Saved entries:
- - -
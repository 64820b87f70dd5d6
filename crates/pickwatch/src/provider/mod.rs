// Draft data provider boundary: wire types and the read-only provider trait.
//
// The core treats provider payloads as opaque records keyed by a handful of
// documented fields (`player_id`, `pick_no`, `roster_id`, `owner_id`, ...).
// Everything else is ignored via `#[serde(default)]`.

pub mod sleeper;

use std::collections::HashMap;

use async_trait::async_trait;
use serde::{Deserialize, Serialize};
use thiserror::Error;

// ---------------------------------------------------------------------------
// Error types
// ---------------------------------------------------------------------------

#[derive(Debug, Error)]
pub enum ProviderError {
    /// Network failure, timeout or 5xx. Retried on the next poll cycle.
    #[error("transient fetch error: {message}")]
    Transient { message: String },

    /// The requested resource does not exist (404 or `null` body).
    #[error("{resource} not found")]
    NotFound { resource: String },

    /// The provider answered but the body could not be decoded.
    #[error("malformed response from {resource}: {message}")]
    Malformed { resource: String, message: String },
}

impl ProviderError {
    pub fn transient(message: impl Into<String>) -> Self {
        ProviderError::Transient {
            message: message.into(),
        }
    }

    pub fn not_found(resource: impl Into<String>) -> Self {
        ProviderError::NotFound {
            resource: resource.into(),
        }
    }

    pub fn is_transient(&self) -> bool {
        matches!(self, ProviderError::Transient { .. })
    }

    pub fn is_not_found(&self) -> bool {
        matches!(self, ProviderError::NotFound { .. })
    }
}

// ---------------------------------------------------------------------------
// Wire types
// ---------------------------------------------------------------------------

/// Draft metadata (`GET draft/{id}` and entries of `league/{id}/drafts`).
#[derive(Debug, Clone, Default, Serialize, Deserialize)]
pub struct DraftMetadata {
    pub draft_id: String,
    #[serde(default)]
    pub league_id: Option<String>,
    /// `pre_draft`, `drafting`, `paused` or `complete`.
    #[serde(default)]
    pub status: String,
    /// `snake`, `linear` or `auction`.
    #[serde(default, rename = "type")]
    pub draft_type: String,
    #[serde(default)]
    pub settings: DraftSettings,
    /// user_id -> draft slot (1-based).
    #[serde(default)]
    pub draft_order: Option<HashMap<String, u32>>,
    /// draft slot (as a string key) -> roster_id.
    #[serde(default)]
    pub slot_to_roster_id: Option<HashMap<String, u32>>,
    #[serde(default)]
    pub start_time: Option<i64>,
}

#[derive(Debug, Clone, Default, Serialize, Deserialize)]
pub struct DraftSettings {
    #[serde(default)]
    pub teams: u32,
    #[serde(default)]
    pub rounds: u32,
    #[serde(default)]
    pub pick_timer: u32,
    /// Round at which a snake draft repeats direction (third-round reversal).
    /// 0 means no reversal.
    #[serde(default)]
    pub reversal_round: u32,
}

/// An entry of `GET draft/{id}/picks`.
#[derive(Debug, Clone, Default, Serialize, Deserialize)]
pub struct RawPick {
    pub pick_no: u32,
    #[serde(default)]
    pub round: u32,
    #[serde(default)]
    pub draft_slot: u32,
    #[serde(default)]
    pub roster_id: Option<u32>,
    #[serde(default)]
    pub picked_by: Option<String>,
    #[serde(default)]
    pub player_id: String,
    #[serde(default)]
    pub metadata: PickMetadata,
}

#[derive(Debug, Clone, Default, Serialize, Deserialize)]
pub struct PickMetadata {
    #[serde(default)]
    pub first_name: Option<String>,
    #[serde(default)]
    pub last_name: Option<String>,
    #[serde(default)]
    pub position: Option<String>,
    #[serde(default)]
    pub team: Option<String>,
}

/// An entry of `GET league/{id}/rosters`.
#[derive(Debug, Clone, Default, Serialize, Deserialize)]
pub struct RawRoster {
    pub roster_id: u32,
    #[serde(default)]
    pub owner_id: Option<String>,
    #[serde(default)]
    pub settings: RosterSettings,
}

#[derive(Debug, Clone, Default, Serialize, Deserialize)]
pub struct RosterSettings {
    #[serde(default)]
    pub wins: u32,
    #[serde(default)]
    pub losses: u32,
    #[serde(default)]
    pub ties: u32,
    #[serde(default)]
    pub fpts: f64,
}

/// A league member or a user looked up by name.
#[derive(Debug, Clone, Default, Serialize, Deserialize)]
pub struct RawUser {
    pub user_id: String,
    #[serde(default)]
    pub username: Option<String>,
    #[serde(default)]
    pub display_name: Option<String>,
}

impl RawUser {
    /// Case-insensitive match against either the username or display name.
    pub fn matches_name(&self, name: &str) -> bool {
        [self.username.as_deref(), self.display_name.as_deref()]
            .into_iter()
            .flatten()
            .any(|n| n.eq_ignore_ascii_case(name))
    }
}

/// A value of the `GET players/nfl` map.
#[derive(Debug, Clone, Default, Serialize, Deserialize)]
pub struct RawPlayer {
    #[serde(default)]
    pub player_id: String,
    #[serde(default)]
    pub first_name: Option<String>,
    #[serde(default)]
    pub last_name: Option<String>,
    #[serde(default)]
    pub full_name: Option<String>,
    #[serde(default)]
    pub position: Option<String>,
    #[serde(default)]
    pub fantasy_positions: Option<Vec<String>>,
    #[serde(default)]
    pub team: Option<String>,
    #[serde(default)]
    pub years_exp: Option<u32>,
    #[serde(default)]
    pub college: Option<String>,
    #[serde(default)]
    pub age: Option<u32>,
    #[serde(default)]
    pub injury_status: Option<String>,
    /// `Active`, `Inactive`, ...
    #[serde(default)]
    pub status: Option<String>,
    #[serde(default)]
    pub active: Option<bool>,
    #[serde(default)]
    pub search_rank: Option<u32>,
}

impl RawPlayer {
    pub fn display_name(&self) -> String {
        if let Some(full) = self.full_name.as_deref().filter(|s| !s.is_empty()) {
            return full.to_string();
        }
        let first = self.first_name.as_deref().unwrap_or("");
        let last = self.last_name.as_deref().unwrap_or("");
        format!("{first} {last}").trim().to_string()
    }
}

/// An entry of `GET players/nfl/trending/add`.
#[derive(Debug, Clone, Default, Serialize, Deserialize)]
pub struct TrendingPlayer {
    pub player_id: String,
    #[serde(default)]
    pub count: u32,
}

// ---------------------------------------------------------------------------
// Provider trait
// ---------------------------------------------------------------------------

/// Read-only access to the external draft host.
///
/// There is no write path: picks are never submitted back to the provider.
#[async_trait]
pub trait DraftDataProvider: Send + Sync {
    async fn league_drafts(&self, league_id: &str) -> Result<Vec<DraftMetadata>, ProviderError>;

    async fn draft(&self, draft_id: &str) -> Result<DraftMetadata, ProviderError>;

    /// The authoritative, append-only pick list.
    async fn draft_picks(&self, draft_id: &str) -> Result<Vec<RawPick>, ProviderError>;

    async fn league_rosters(&self, league_id: &str) -> Result<Vec<RawRoster>, ProviderError>;

    async fn league_users(&self, league_id: &str) -> Result<Vec<RawUser>, ProviderError>;

    /// Look up a user by username. `Ok(None)` when no such user exists.
    async fn user(&self, username: &str) -> Result<Option<RawUser>, ProviderError>;

    /// The full player catalog keyed by player ID.
    async fn players(&self) -> Result<HashMap<String, RawPlayer>, ProviderError>;

    async fn trending_adds(
        &self,
        lookback_hours: u32,
        limit: u32,
    ) -> Result<Vec<TrendingPlayer>, ProviderError>;
}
- - -
Work task: Please copy each line of the entries in which the word "struct" shows up.

Response area:
pub struct DraftMetadata {
pub struct DraftSettings {
pub struct RawPick {
pub struct PickMetadata {
pub struct RawRoster {
pub struct RosterSettings {
pub struct RawUser {
pub struct RawPlayer {
pub struct TrendingPlayer {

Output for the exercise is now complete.